--- Task prompt ---
Could you write out the lines below exactly, beginning with the first and finishing with the one that contains "-> Result<(), EncodeError>"?

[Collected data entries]

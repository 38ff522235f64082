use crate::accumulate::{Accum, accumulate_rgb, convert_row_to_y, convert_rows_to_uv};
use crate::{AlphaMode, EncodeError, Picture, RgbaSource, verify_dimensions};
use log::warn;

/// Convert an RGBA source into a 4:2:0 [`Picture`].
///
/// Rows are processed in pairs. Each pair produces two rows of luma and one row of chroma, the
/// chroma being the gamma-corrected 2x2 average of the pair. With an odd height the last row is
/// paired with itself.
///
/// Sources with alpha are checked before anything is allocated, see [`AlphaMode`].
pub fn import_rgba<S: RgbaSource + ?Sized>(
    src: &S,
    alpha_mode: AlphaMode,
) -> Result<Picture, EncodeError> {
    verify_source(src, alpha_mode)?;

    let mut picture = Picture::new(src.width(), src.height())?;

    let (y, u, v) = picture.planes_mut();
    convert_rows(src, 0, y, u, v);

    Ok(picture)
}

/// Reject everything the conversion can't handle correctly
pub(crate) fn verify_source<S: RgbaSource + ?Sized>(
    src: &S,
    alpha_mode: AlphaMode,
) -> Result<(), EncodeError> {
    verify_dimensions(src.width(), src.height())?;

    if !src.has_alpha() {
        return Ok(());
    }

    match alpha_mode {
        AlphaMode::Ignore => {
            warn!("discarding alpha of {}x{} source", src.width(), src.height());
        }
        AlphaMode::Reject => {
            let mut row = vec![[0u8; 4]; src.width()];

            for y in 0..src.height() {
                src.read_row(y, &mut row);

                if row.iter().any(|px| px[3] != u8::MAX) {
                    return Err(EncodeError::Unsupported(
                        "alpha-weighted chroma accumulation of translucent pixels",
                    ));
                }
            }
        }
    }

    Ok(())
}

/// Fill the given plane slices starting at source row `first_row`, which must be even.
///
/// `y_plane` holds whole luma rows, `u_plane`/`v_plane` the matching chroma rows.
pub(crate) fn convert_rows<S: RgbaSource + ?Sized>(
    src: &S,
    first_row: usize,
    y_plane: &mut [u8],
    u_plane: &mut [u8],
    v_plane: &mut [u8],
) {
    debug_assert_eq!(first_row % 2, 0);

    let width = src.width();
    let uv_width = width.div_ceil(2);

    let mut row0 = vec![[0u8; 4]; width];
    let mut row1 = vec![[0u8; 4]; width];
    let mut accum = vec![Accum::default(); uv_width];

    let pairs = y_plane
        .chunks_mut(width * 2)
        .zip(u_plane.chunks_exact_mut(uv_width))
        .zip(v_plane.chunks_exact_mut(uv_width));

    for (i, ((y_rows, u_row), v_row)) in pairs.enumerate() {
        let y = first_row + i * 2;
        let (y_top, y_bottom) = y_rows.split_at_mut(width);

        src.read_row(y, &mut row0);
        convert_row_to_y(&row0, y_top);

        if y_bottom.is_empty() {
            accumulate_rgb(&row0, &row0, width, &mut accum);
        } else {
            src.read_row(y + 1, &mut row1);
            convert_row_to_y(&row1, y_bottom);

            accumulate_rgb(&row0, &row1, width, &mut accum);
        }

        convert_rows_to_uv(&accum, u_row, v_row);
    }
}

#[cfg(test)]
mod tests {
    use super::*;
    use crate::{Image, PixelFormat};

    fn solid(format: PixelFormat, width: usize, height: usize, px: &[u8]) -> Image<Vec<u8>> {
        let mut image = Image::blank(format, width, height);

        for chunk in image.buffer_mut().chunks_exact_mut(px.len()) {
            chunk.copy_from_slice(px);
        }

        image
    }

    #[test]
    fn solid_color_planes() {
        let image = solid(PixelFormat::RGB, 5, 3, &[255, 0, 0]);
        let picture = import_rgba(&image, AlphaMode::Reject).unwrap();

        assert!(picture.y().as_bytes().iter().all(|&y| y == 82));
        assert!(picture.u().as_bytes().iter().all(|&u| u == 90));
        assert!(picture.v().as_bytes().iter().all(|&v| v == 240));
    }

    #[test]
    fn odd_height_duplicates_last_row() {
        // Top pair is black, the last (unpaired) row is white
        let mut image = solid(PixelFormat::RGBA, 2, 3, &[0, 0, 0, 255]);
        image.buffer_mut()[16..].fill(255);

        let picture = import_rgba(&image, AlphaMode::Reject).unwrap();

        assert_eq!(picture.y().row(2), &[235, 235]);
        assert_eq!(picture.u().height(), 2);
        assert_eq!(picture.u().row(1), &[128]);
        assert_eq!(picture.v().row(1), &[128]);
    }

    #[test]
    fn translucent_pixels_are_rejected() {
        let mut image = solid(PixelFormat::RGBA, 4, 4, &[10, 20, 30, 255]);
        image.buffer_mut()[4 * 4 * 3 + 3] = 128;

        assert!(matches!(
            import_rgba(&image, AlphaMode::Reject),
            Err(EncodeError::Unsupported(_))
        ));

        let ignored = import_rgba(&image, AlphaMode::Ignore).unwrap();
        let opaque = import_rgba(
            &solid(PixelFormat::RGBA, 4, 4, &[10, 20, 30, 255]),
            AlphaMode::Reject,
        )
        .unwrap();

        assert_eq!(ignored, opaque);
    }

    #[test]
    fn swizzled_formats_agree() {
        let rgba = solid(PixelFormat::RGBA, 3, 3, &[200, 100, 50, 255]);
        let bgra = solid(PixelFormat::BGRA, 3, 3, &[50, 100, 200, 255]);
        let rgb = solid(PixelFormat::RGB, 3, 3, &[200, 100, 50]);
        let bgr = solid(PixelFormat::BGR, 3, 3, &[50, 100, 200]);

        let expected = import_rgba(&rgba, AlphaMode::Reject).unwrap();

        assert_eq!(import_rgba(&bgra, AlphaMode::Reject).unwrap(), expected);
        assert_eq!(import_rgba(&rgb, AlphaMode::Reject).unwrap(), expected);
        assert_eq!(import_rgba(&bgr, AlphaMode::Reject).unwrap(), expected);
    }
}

--- Exercise answer ---
repository 38ff522235f64082
use crate::accumulate::{Accum, accumulate_rgb, convert_row_to_y, convert_rows_to_uv};
use crate::{AlphaMode, EncodeError, Picture, RgbaSource, verify_dimensions};
use log::warn;

/// Convert an RGBA source into a 4:2:0 [`Picture`].
///
/// Rows are processed in pairs. Each pair produces two rows of luma and one row of chroma, the
/// chroma being the gamma-corrected 2x2 average of the pair. With an odd height the last row is
/// paired with itself.
///
/// Sources with alpha are checked before anything is allocated, see [`AlphaMode`].
pub fn import_rgba<S: RgbaSource + ?Sized>(
    src: &S,
    alpha_mode: AlphaMode,
) -> Result<Picture, EncodeError> {
    verify_source(src, alpha_mode)?;

    let mut picture = Picture::new(src.width(), src.height())?;

    let (y, u, v) = picture.planes_mut();
    convert_rows(src, 0, y, u, v);

    Ok(picture)
}

/// Reject everything the conversion can't handle correctly
pub(crate) fn verify_source<S: RgbaSource + ?Sized>(
    src: &S,
    alpha_mode: AlphaMode,
) -> Result<(), EncodeError> {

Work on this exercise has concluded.